13.3   HHL assumptions

 

Assumption 1: \(A\) is symmetric

  • Clearly, this is not a reasonable assumption when given a generic \({\bf Ax}={\bf b}\) problem.

  • However, if \(A\) is not symmetric, then $$ \bar{A} \eql \mat{ 0 & A^T\\ A & 0} $$ is symmetric.

  • For example, if $$ A \eql \mat{a & b\\ c & d} $$ (which is not symmetric) then $$ \bar{A} \eql \mat{0 & 0 & a & c\\ 0 & 0 & b & d\\ a & b & 0 & 0\\ c & d & 0 & 0\\} $$ is symmetric.

  • If we instead solve \({\bf \bar{A}\bar{x}}={\bf \bar{b}}\), we can reconstruct the solution to \({\bf Ax}={\bf b}\), as the exercise below shows.

  • Thus, one can solve a larger system with a symmetric \(\bar{A}\).
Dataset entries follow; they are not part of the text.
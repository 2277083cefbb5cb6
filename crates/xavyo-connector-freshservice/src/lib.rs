//! Freshservice Connector for xavyo
//!
//! This crate implements the xavyo-connector traits for Freshservice,
//! synchronizing agents, requesters, agent groups, roles and requester
//! groups through the Freshservice REST API v2 and writing group and role
//! membership back.
//!
//! # Features
//!
//! - Page-at-a-time sync driven by opaque page tokens
//! - Rate-limit headers reported as annotations, never retried
//! - Group membership and role assignment grants and revokes
//! - Optional ticketing through the service catalog
//!
//! # Example
//!
//! ```no_run
//! use xavyo_connector::pagination::PageToken;
//! use xavyo_connector::traits::Connector;
//! use xavyo_connector_freshservice::{FreshserviceConfig, FreshserviceConnector};
//!
//! # async fn example() -> Result<(), Box<dyn std::error::Error>> {
//! let config = FreshserviceConfig::builder()
//!     .api_key("your-api-key")
//!     .domain("acme.freshservice.com")
//!     .build()?;
//!
//! let connector = FreshserviceConnector::new(config)?;
//! connector.validate().await?;
//!
//! for syncer in connector.resource_syncers() {
//!     let mut token = PageToken::default();
//!     loop {
//!         let page = syncer.list(None, &token).await?;
//!         if page.is_last() {
//!             break;
//!         }
//!         token = PageToken::new(page.next_token);
//!     }
//! }
//! # Ok(())
//! # }
//! ```

mod agent_groups;
mod agents;
mod client;
mod config;
mod connector;
mod error;
mod models;
mod pagination;
mod principal;
mod rate_limit;
mod requester_groups;
mod requesters;
pub mod resource_types;
mod resources;
mod roles;
mod ticketing;

// Re-exports
pub use agent_groups::AgentGroupSyncer;
pub use agents::AgentSyncer;
pub use client::{ApiResponse, FreshserviceClient, Page};
pub use config::{extract_subdomain, FreshserviceConfig, FreshserviceConfigBuilder};
pub use connector::FreshserviceConnector;
pub use error::{FreshserviceError, FreshserviceResult};
pub use models::{
    Agent, AgentContact, AgentGroup, AgentRole, CustomField, Requester, RequesterGroup,
    RequesterGroupMember, Role, ServiceItem, TicketDetails,
};
pub use pagination::{clamp_page_size, PageOptions, MAX_PAGE_SIZE};
pub use rate_limit::extract_rate_limit;
pub use requester_groups::RequesterGroupSyncer;
pub use requesters::RequesterSyncer;
pub use resources::{
    agent_group_resource, agent_resource, requester_group_resource, requester_resource,
    role_resource,
};
pub use roles::{assigned_entitlement, RoleGrantCursor, RoleSyncer};
pub use ticketing::{custom_field, service_item_schema, FreshserviceTicketing};
//! Requester sync.

use std::sync::Arc;

use async_trait::async_trait;
use tracing::{debug, instrument};
use xavyo_connector::annotations::Annotations;
use xavyo_connector::entitlement::{Entitlement, Grant};
use xavyo_connector::error::ConnectorResult;
use xavyo_connector::pagination::{Bag, PageToken, SyncPage};
use xavyo_connector::traits::ResourceSyncer;
use xavyo_connector::types::{Resource, ResourceId, ResourceType};

use crate::client::FreshserviceClient;
use crate::pagination::{advance, current_page};
use crate::resource_types::{self, REQUESTER};
use crate::resources::requester_resource;

/// Lists requesters as users. The resource type is annotated to skip
/// entitlement and grant discovery, so both listings stay empty.
#[derive(Debug, Clone)]
pub struct RequesterSyncer {
    client: Arc<FreshserviceClient>,
}

impl RequesterSyncer {
    pub fn new(client: Arc<FreshserviceClient>) -> Self {
        Self { client }
    }
}

#[async_trait]
impl ResourceSyncer for RequesterSyncer {
    fn resource_type(&self) -> ResourceType {
        resource_types::requester()
    }

    #[instrument(skip(self, _parent))]
    async fn list(
        &self,
        _parent: Option<&ResourceId>,
        token: &PageToken,
    ) -> ConnectorResult<SyncPage<Resource>> {
        let bag = Bag::resume(&token.token, REQUESTER)?;
        let page = self
            .client
            .list_requesters(current_page(&bag, token.size)?)
            .await?;

        let resources: Vec<Resource> = page.items.iter().map(requester_resource).collect();
        debug!(count = resources.len(), "Mapped requesters");

        let next = advance(bag, page.next_page)?;
        Ok(SyncPage::new(
            resources,
            next,
            Annotations::new().with_rate_limit(page.rate_limit),
        ))
    }

    async fn entitlements(
        &self,
        _resource: &Resource,
        _token: &PageToken,
    ) -> ConnectorResult<SyncPage<Entitlement>> {
        Ok(SyncPage::empty())
    }

    async fn grants(
        &self,
        _resource: &Resource,
        _token: &PageToken,
    ) -> ConnectorResult<SyncPage<Grant>> {
        Ok(SyncPage::empty())
    }
}
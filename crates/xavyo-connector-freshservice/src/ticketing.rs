//! Ticketing through the Freshservice service catalog.
//!
//! Each catalog item is a ticket schema. A ticket is created by placing a
//! service request against its item and then updating the resulting ticket
//! with subject, description and tags, which `place_request` does not take.
//! The two calls are not atomic: when the update fails the ticket exists
//! with default content and [`ConnectorError::TicketIncomplete`] carries it.

use std::collections::BTreeMap;
use std::sync::Arc;

use async_trait::async_trait;
use serde_json::{Map, Value};
use tracing::{debug, info, instrument, warn};
use xavyo_connector::annotations::Annotations;
use xavyo_connector::error::{ConnectorError, ConnectorResult};
use xavyo_connector::pagination::{PageToken, SyncPage};
use xavyo_connector::ticket::{
    validate_ticket, CustomFieldKind, Ticket, TicketCustomField, TicketSchema, TicketStatus,
};
use xavyo_connector::traits::TicketManager;
use xavyo_connector::types::Resource;

use crate::client::FreshserviceClient;
use crate::config::ticket_url;
use crate::error::FreshserviceError;
use crate::models::{
    CustomField, ServiceItem, ServiceRequestPayload, TicketDetails, TicketUpdatePayload,
};
use crate::pagination::PageOptions;

/// Ticket statuses every Freshservice account has.
const STATUSES: [(u32, &str); 4] = [(2, "Open"), (3, "Pending"), (4, "Resolved"), (5, "Closed")];

#[must_use]
pub fn ticket_statuses() -> Vec<TicketStatus> {
    STATUSES
        .iter()
        .map(|(id, name)| TicketStatus::new(id.to_string(), *name))
        .collect()
}

fn status_for(code: u32) -> Option<TicketStatus> {
    STATUSES
        .iter()
        .find(|(id, _)| *id == code)
        .map(|(id, name)| TicketStatus::new(id.to_string(), *name))
}

/// Translate a custom field; `None` for types the ticket model cannot carry.
#[must_use]
pub fn custom_field(field: &CustomField) -> Option<TicketCustomField> {
    let kind = match field.field_type.as_str() {
        "custom_text" | "custom_paragraph" | "custom_url" | "custom_lookup_bigint" => {
            CustomFieldKind::String
        }
        "custom_date" => CustomFieldKind::Timestamp,
        "custom_checkbox" => CustomFieldKind::Bool,
        "custom_dropdown" => CustomFieldKind::PickString {
            allowed: field.choice_values(),
        },
        "custom_multi_select_dropdown" => CustomFieldKind::PickMultipleStrings {
            allowed: field.choice_values(),
        },
        "custom_multi_lookup" => CustomFieldKind::Strings,
        "custom_decimal" | "custom_number" | "custom_static_rich_text" | "nested_field" => {
            warn!(
                field = %field.name,
                field_type = %field.field_type,
                "Skipping unsupported custom field type"
            );
            return None;
        }
        other => {
            warn!(field = %field.name, field_type = other, "Skipping unknown custom field type");
            return None;
        }
    };

    let label = if field.label.is_empty() {
        &field.name
    } else {
        &field.label
    };
    Some(TicketCustomField::new(&field.name, label, kind).required(field.required))
}

/// Ticket schema of a catalog item. Deleted fields are left out.
#[must_use]
pub fn service_item_schema(item: &ServiceItem) -> TicketSchema {
    let custom_fields: BTreeMap<String, TicketCustomField> = item
        .custom_fields
        .iter()
        .filter(|f| !f.deleted)
        .filter_map(custom_field)
        .map(|f| (f.id.clone(), f))
        .collect();

    TicketSchema {
        id: item.display_id.to_string(),
        display_name: item.name.clone(),
        custom_fields,
        statuses: ticket_statuses(),
    }
}

/// The login of a user principal; its primary email when no login is set.
fn principal_login(principal: &Resource) -> ConnectorResult<String> {
    let user = principal.user_trait().ok_or_else(|| {
        ConnectorError::invalid_data(format!("ticket principal {} is not a user", principal.id))
    })?;
    user.login
        .clone()
        .or_else(|| {
            user.emails
                .iter()
                .find(|e| e.is_primary)
                .or_else(|| user.emails.first())
                .map(|e| e.address.clone())
        })
        .ok_or_else(|| {
            ConnectorError::invalid_data(format!("ticket principal {} has no login", principal.id))
        })
}

fn parse_numeric(id: &str) -> ConnectorResult<u64> {
    id.parse::<u64>()
        .map_err(|_| FreshserviceError::InvalidId(id.to_string()).into())
}

fn non_empty(value: &str) -> Option<String> {
    (!value.is_empty()).then(|| value.to_string())
}

/// [`TicketManager`] backed by the service catalog.
#[derive(Debug, Clone)]
pub struct FreshserviceTicketing {
    client: Arc<FreshserviceClient>,
}

impl FreshserviceTicketing {
    pub fn new(client: Arc<FreshserviceClient>) -> Self {
        Self { client }
    }

    fn ticket_from_details(&self, details: &TicketDetails) -> Ticket {
        Ticket {
            id: details.id.to_string(),
            display_name: details.subject.clone().unwrap_or_default(),
            description: details
                .description_text
                .clone()
                .or_else(|| details.description.clone())
                .unwrap_or_default(),
            status: details.status.and_then(status_for),
            labels: details.tags.clone(),
            url: Some(ticket_url(self.client.subdomain(), details.id)),
            created_at: details.created_at,
            updated_at: details.updated_at,
            ..Default::default()
        }
    }

    /// Email the request is filed by: the reporter, else the key's own agent.
    async fn requested_by(&self, ticket: &Ticket) -> ConnectorResult<(String, Annotations)> {
        if let Some(reporter) = &ticket.reporter {
            return Ok((principal_login(reporter)?, Annotations::new()));
        }

        let me = self.client.get_current_agent().await?;
        let email = me.data.email().map(str::to_string).ok_or_else(|| {
            ConnectorError::invalid_data("the API key's agent has no email address")
        })?;
        Ok((email, Annotations::new().with_rate_limit(me.rate_limit)))
    }
}

#[async_trait]
impl TicketManager for FreshserviceTicketing {
    /// One page of catalog items; drafts and deleted items are skipped.
    #[instrument(skip(self))]
    async fn list_ticket_schemas(
        &self,
        token: &PageToken,
    ) -> ConnectorResult<SyncPage<TicketSchema>> {
        let page = self
            .client
            .list_service_items(PageOptions::from_token(&token.token, token.size)?)
            .await?;
        let next = page.next_token();
        let mut rate_limit = page.rate_limit;

        let mut schemas = Vec::with_capacity(page.items.len());
        for item in page.items {
            if item.deleted || item.is_draft() {
                debug!(display_id = item.display_id, "Skipping deleted or draft catalog item");
                continue;
            }
            let detail = self.client.get_service_item(item.display_id).await?;
            rate_limit = detail.rate_limit.or(rate_limit);
            schemas.push(service_item_schema(&detail.data));
        }

        Ok(SyncPage::new(
            schemas,
            next,
            Annotations::new().with_rate_limit(rate_limit),
        ))
    }

    #[instrument(skip(self))]
    async fn get_ticket_schema(&self, id: &str) -> ConnectorResult<(TicketSchema, Annotations)> {
        let item = self.client.get_service_item(parse_numeric(id)?).await?;
        Ok((
            service_item_schema(&item.data),
            Annotations::new().with_rate_limit(item.rate_limit),
        ))
    }

    #[instrument(skip(self, ticket, schema), fields(schema = %schema.id))]
    async fn create_ticket(
        &self,
        ticket: &Ticket,
        schema: &TicketSchema,
    ) -> ConnectorResult<(Ticket, Annotations)> {
        validate_ticket(schema, ticket)?;
        let display_id = parse_numeric(&schema.id)?;

        let custom_fields: Map<String, Value> = ticket
            .custom_fields
            .iter()
            .filter(|(id, _)| schema.custom_fields.contains_key(*id))
            .map(|(id, value)| (id.clone(), value.to_json()))
            .collect();
        let requested_for = ticket
            .requested_for
            .as_ref()
            .map(principal_login)
            .transpose()?;
        let (email, mut annotations) = self.requested_by(ticket).await?;

        let payload = ServiceRequestPayload {
            requested_for,
            email,
            quantity: 1,
            custom_fields,
        };
        let created = self
            .client
            .place_service_request(display_id, &payload)
            .await?;
        annotations = annotations.with_rate_limit(created.rate_limit);
        let ticket_id = created.data.id;
        info!(ticket_id, display_id, "Placed service request");

        let update = TicketUpdatePayload {
            description: non_empty(&ticket.description),
            subject: non_empty(&ticket.display_name),
            tags: ticket.labels.clone(),
        };
        match self.client.update_ticket(ticket_id, &update).await {
            Ok(updated) => Ok((
                self.ticket_from_details(&updated.data),
                annotations.with_rate_limit(updated.rate_limit),
            )),
            Err(e) => {
                warn!(ticket_id, error = %e, "Service request placed but ticket update failed");
                Err(ConnectorError::TicketIncomplete {
                    ticket: Box::new(self.ticket_from_details(&created.data)),
                    message: e.to_string(),
                })
            }
        }
    }

    #[instrument(skip(self))]
    async fn get_ticket(&self, id: &str) -> ConnectorResult<(Ticket, Annotations)> {
        let ticket = self.client.get_ticket(parse_numeric(id)?).await?;
        Ok((
            self.ticket_from_details(&ticket.data),
            Annotations::new().with_rate_limit(ticket.rate_limit),
        ))
    }
}
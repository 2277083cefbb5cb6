//! Ticket model
//!
//! Ticket schemas describe which custom fields a ticket form accepts;
//! [`validate_ticket`] checks a ticket against its schema before it is sent
//! to the target system.

use std::collections::BTreeMap;

use chrono::{DateTime, Utc};
use serde::{Deserialize, Serialize};

use crate::annotations::Annotations;
use crate::error::{ConnectorError, ConnectorResult};
use crate::types::Resource;

/// Value type accepted by a custom field.
#[derive(Debug, Clone, PartialEq, Eq, Serialize, Deserialize)]
#[serde(tag = "type", rename_all = "snake_case")]
pub enum CustomFieldKind {
    String,
    Strings,
    Bool,
    Timestamp,
    /// One value out of `allowed`.
    PickString { allowed: Vec<String> },
    /// Any subset of `allowed`.
    PickMultipleStrings { allowed: Vec<String> },
}

/// A custom field declared by a ticket schema.
#[derive(Debug, Clone, PartialEq, Eq, Serialize, Deserialize)]
pub struct TicketCustomField {
    pub id: String,
    pub display_name: String,
    #[serde(default, skip_serializing_if = "Option::is_none")]
    pub description: Option<String>,
    #[serde(default)]
    pub required: bool,
    pub kind: CustomFieldKind,
}

impl TicketCustomField {
    pub fn new(id: impl Into<String>, display_name: impl Into<String>, kind: CustomFieldKind) -> Self {
        Self {
            id: id.into(),
            display_name: display_name.into(),
            description: None,
            required: false,
            kind,
        }
    }

    #[must_use]
    pub fn required(mut self, required: bool) -> Self {
        self.required = required;
        self
    }
}

/// A value set on a ticket's custom field.
#[derive(Debug, Clone, PartialEq, Serialize, Deserialize)]
#[serde(tag = "type", content = "value", rename_all = "snake_case")]
pub enum CustomFieldValue {
    String(String),
    Strings(Vec<String>),
    Bool(bool),
    Timestamp(DateTime<Utc>),
    PickString(String),
    PickMultipleStrings(Vec<String>),
}

impl CustomFieldValue {
    /// Plain JSON value sent to the target system.
    #[must_use]
    pub fn to_json(&self) -> serde_json::Value {
        match self {
            CustomFieldValue::String(s) | CustomFieldValue::PickString(s) => {
                serde_json::Value::String(s.clone())
            }
            CustomFieldValue::Strings(v) | CustomFieldValue::PickMultipleStrings(v) => {
                serde_json::Value::from(v.clone())
            }
            CustomFieldValue::Bool(b) => serde_json::Value::Bool(*b),
            CustomFieldValue::Timestamp(ts) => serde_json::Value::String(ts.to_rfc3339()),
        }
    }
}

/// A ticket lifecycle state.
#[derive(Debug, Clone, PartialEq, Eq, Serialize, Deserialize)]
pub struct TicketStatus {
    pub id: String,
    pub display_name: String,
}

impl TicketStatus {
    pub fn new(id: impl Into<String>, display_name: impl Into<String>) -> Self {
        Self {
            id: id.into(),
            display_name: display_name.into(),
        }
    }
}

/// A ticket form: its custom fields and possible statuses.
#[derive(Debug, Clone, PartialEq, Eq, Serialize, Deserialize, Default)]
pub struct TicketSchema {
    pub id: String,
    pub display_name: String,
    #[serde(default)]
    pub custom_fields: BTreeMap<String, TicketCustomField>,
    #[serde(default)]
    pub statuses: Vec<TicketStatus>,
}

/// A ticket in the target system.
#[derive(Debug, Clone, PartialEq, Serialize, Deserialize, Default)]
pub struct Ticket {
    /// Empty until the target system assigned one.
    #[serde(default)]
    pub id: String,
    #[serde(default)]
    pub display_name: String,
    #[serde(default)]
    pub description: String,
    #[serde(default, skip_serializing_if = "Option::is_none")]
    pub status: Option<TicketStatus>,
    #[serde(default)]
    pub labels: Vec<String>,
    #[serde(default, skip_serializing_if = "Option::is_none")]
    pub url: Option<String>,
    #[serde(default, skip_serializing_if = "Option::is_none")]
    pub created_at: Option<DateTime<Utc>>,
    #[serde(default, skip_serializing_if = "Option::is_none")]
    pub updated_at: Option<DateTime<Utc>>,
    #[serde(default)]
    pub custom_fields: BTreeMap<String, CustomFieldValue>,
    /// The user the request is for.
    #[serde(default, skip_serializing_if = "Option::is_none")]
    pub requested_for: Option<Resource>,
    /// The user filing the request; the connector's own account when absent.
    #[serde(default, skip_serializing_if = "Option::is_none")]
    pub reporter: Option<Resource>,
}

/// A ticket to create together with the schema it follows.
#[derive(Debug, Clone, PartialEq)]
pub struct TicketRequest {
    pub ticket: Ticket,
    pub schema: TicketSchema,
}

/// Per-item outcome of a bulk ticket call.
#[derive(Debug, Clone, PartialEq, Default)]
pub struct TicketResult {
    pub ticket: Option<Ticket>,
    pub annotations: Annotations,
    pub error: Option<String>,
}

impl TicketResult {
    pub fn ok(ticket: Ticket, annotations: Annotations) -> Self {
        Self {
            ticket: Some(ticket),
            annotations,
            error: None,
        }
    }

    pub fn failed(error: &ConnectorError) -> Self {
        let ticket = match error {
            ConnectorError::TicketIncomplete { ticket, .. } => Some(ticket.as_ref().clone()),
            _ => None,
        };
        Self {
            ticket,
            annotations: Annotations::default(),
            error: Some(error.to_string()),
        }
    }
}

/// Check `ticket` against `schema`.
///
/// Every required field must be present and non-empty, every present value
/// must match its field's kind, and pick values must come from the allowed
/// set. Values for fields the schema does not declare are ignored.
pub fn validate_ticket(schema: &TicketSchema, ticket: &Ticket) -> ConnectorResult<()> {
    for (id, field) in &schema.custom_fields {
        let Some(value) = ticket.custom_fields.get(id) else {
            if field.required {
                return Err(ConnectorError::invalid_data(format!(
                    "missing required field '{id}'"
                )));
            }
            continue;
        };

        match (&field.kind, value) {
            (CustomFieldKind::String, CustomFieldValue::String(s)) => {
                if field.required && s.is_empty() {
                    return Err(empty_required(id));
                }
            }
            (CustomFieldKind::Strings, CustomFieldValue::Strings(v)) => {
                if field.required && v.is_empty() {
                    return Err(empty_required(id));
                }
            }
            (CustomFieldKind::Bool, CustomFieldValue::Bool(_))
            | (CustomFieldKind::Timestamp, CustomFieldValue::Timestamp(_)) => {}
            (CustomFieldKind::PickString { allowed }, CustomFieldValue::PickString(s)) => {
                if s.is_empty() {
                    if field.required {
                        return Err(empty_required(id));
                    }
                } else if !allowed.contains(s) {
                    return Err(ConnectorError::invalid_data(format!(
                        "value '{s}' is not allowed for field '{id}'"
                    )));
                }
            }
            (
                CustomFieldKind::PickMultipleStrings { allowed },
                CustomFieldValue::PickMultipleStrings(values),
            ) => {
                if field.required && values.is_empty() {
                    return Err(empty_required(id));
                }
                if let Some(bad) = values.iter().find(|v| !allowed.contains(v)) {
                    return Err(ConnectorError::invalid_data(format!(
                        "value '{bad}' is not allowed for field '{id}'"
                    )));
                }
            }
            (kind, _) => {
                return Err(ConnectorError::invalid_data(format!(
                    "field '{id}' expects a value of type {kind:?}"
                )));
            }
        }
    }

    Ok(())
}

fn empty_required(id: &str) -> ConnectorError {
    ConnectorError::invalid_data(format!("required field '{id}' is empty"))
}

#[cfg(test)]
mod tests {
    use super::*;

    fn schema() -> TicketSchema {
        let mut custom_fields = BTreeMap::new();
        custom_fields.insert(
            "reason".to_string(),
            TicketCustomField::new("reason", "Reason", CustomFieldKind::String).required(true),
        );
        custom_fields.insert(
            "urgency".to_string(),
            TicketCustomField::new(
                "urgency",
                "Urgency",
                CustomFieldKind::PickString {
                    allowed: vec!["low".to_string(), "high".to_string()],
                },
            ),
        );
        custom_fields.insert(
            "apps".to_string(),
            TicketCustomField::new(
                "apps",
                "Apps",
                CustomFieldKind::PickMultipleStrings {
                    allowed: vec!["vpn".to_string(), "crm".to_string()],
                },
            ),
        );
        TicketSchema {
            id: "12".to_string(),
            display_name: "Access request".to_string(),
            custom_fields,
            statuses: vec![TicketStatus::new("2", "Open")],
        }
    }

    fn ticket_with(fields: Vec<(&str, CustomFieldValue)>) -> Ticket {
        Ticket {
            custom_fields: fields
                .into_iter()
                .map(|(k, v)| (k.to_string(), v))
                .collect(),
            ..Default::default()
        }
    }

    #[test]
    fn test_valid_ticket() {
        let ticket = ticket_with(vec![
            ("reason", CustomFieldValue::String("onboarding".to_string())),
            ("urgency", CustomFieldValue::PickString("high".to_string())),
            (
                "apps",
                CustomFieldValue::PickMultipleStrings(vec!["vpn".to_string()]),
            ),
        ]);
        assert!(validate_ticket(&schema(), &ticket).is_ok());
    }

    #[test]
    fn test_missing_required_field() {
        let ticket = ticket_with(vec![]);
        let err = validate_ticket(&schema(), &ticket).unwrap_err();
        assert!(err.to_string().contains("missing required field 'reason'"));
    }

    #[test]
    fn test_empty_required_string() {
        let ticket = ticket_with(vec![("reason", CustomFieldValue::String(String::new()))]);
        assert!(validate_ticket(&schema(), &ticket).is_err());
    }

    #[test]
    fn test_wrong_value_type() {
        let ticket = ticket_with(vec![("reason", CustomFieldValue::Bool(true))]);
        let err = validate_ticket(&schema(), &ticket).unwrap_err();
        assert_eq!(err.error_code(), "INVALID_DATA");
    }

    #[test]
    fn test_pick_outside_allowed_set() {
        let ticket = ticket_with(vec![
            ("reason", CustomFieldValue::String("x".to_string())),
            ("urgency", CustomFieldValue::PickString("medium".to_string())),
        ]);
        assert!(validate_ticket(&schema(), &ticket).is_err());

        let ticket = ticket_with(vec![
            ("reason", CustomFieldValue::String("x".to_string())),
            (
                "apps",
                CustomFieldValue::PickMultipleStrings(vec!["vpn".to_string(), "erp".to_string()]),
            ),
        ]);
        assert!(validate_ticket(&schema(), &ticket).is_err());
    }

    #[test]
    fn test_undeclared_fields_ignored() {
        let ticket = ticket_with(vec![
            ("reason", CustomFieldValue::String("x".to_string())),
            ("extra", CustomFieldValue::Bool(false)),
        ]);
        assert!(validate_ticket(&schema(), &ticket).is_ok());
    }

    #[test]
    fn test_value_to_json() {
        assert_eq!(
            CustomFieldValue::Strings(vec!["a".to_string()]).to_json(),
            serde_json::json!(["a"])
        );
        assert_eq!(CustomFieldValue::Bool(true).to_json(), serde_json::json!(true));
    }

    #[test]
    fn test_failed_result_keeps_incomplete_ticket() {
        let err = ConnectorError::TicketIncomplete {
            ticket: Box::new(Ticket {
                id: "55".to_string(),
                ..Default::default()
            }),
            message: "update failed".to_string(),
        };
        let result = TicketResult::failed(&err);
        assert_eq!(result.ticket.unwrap().id, "55");
        assert!(result.error.unwrap().contains("ticket 55 created"));
    }
}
  • Why do we need \(A\) to be symmetric?
    • First, we need \(A\) to have real eigenvalues with eigenvectors that form a basis.
           \(\rhd\) The whole algorithm is premised on this assumption
    • Next, as we'll see shortly, if \(A\) is Hermitian then $$ U \eql e^{iA} $$ is unitary.
    • Moreover, \(U\) has the same eigenvectors as \(A\) but with different eigenvalues: $$ U\kt{u_j} \eql e^{i\lambda_j} \kt{u_j} $$
    • Thus, if we build a circuit for applying \(U\), we can make \(e^{i\lambda_j}\) appear as a coefficient.
    Note: we eventually need \(\lambda_j^{-1}\)'s as coefficients
 

In-Class Exercise 2: Using \(A=\mat{a & b\\ c & d}\) example, show how to set up \({\bf \bar{A}\bar{x}}={\bf \bar{b}}\), with \({\bf \bar{b}}\) constructed from \({\bf b}\), so that \({\bf x}\) can be inferred from \({\bf \bar{x}}\)
 

Assumption 2: \(\kt{b}\) has unit magnitude

  • Here, we're making the assumption that with $$ \sum_j \magsq{b_j} \eql 1 $$

  • Define $$ \kt{\bar{b}} \eql \frac{1}{\mag{b}} \kt{b} $$ so that \(\kt{\bar{b}}\) has unit magnitude

  • Suppose we now solve $$ A \kt{\bar{x}} \eql \kt{\bar{b}} $$

  • Then, one can recover \(\kt{x}\) from \(\kt{\bar{x}}\) (Exercise below)
 

In-Class Exercise 3: Show that this is the case.
 

Assumption 3: \(\kt{x}\) has unit magnitude

  • Clearly, qubits have unit-magnitude vectors.
         \(\rhd\) The output will have unit-magnitude

  • But the true solution \(\kt{x}\) may not in fact have unit magnitude.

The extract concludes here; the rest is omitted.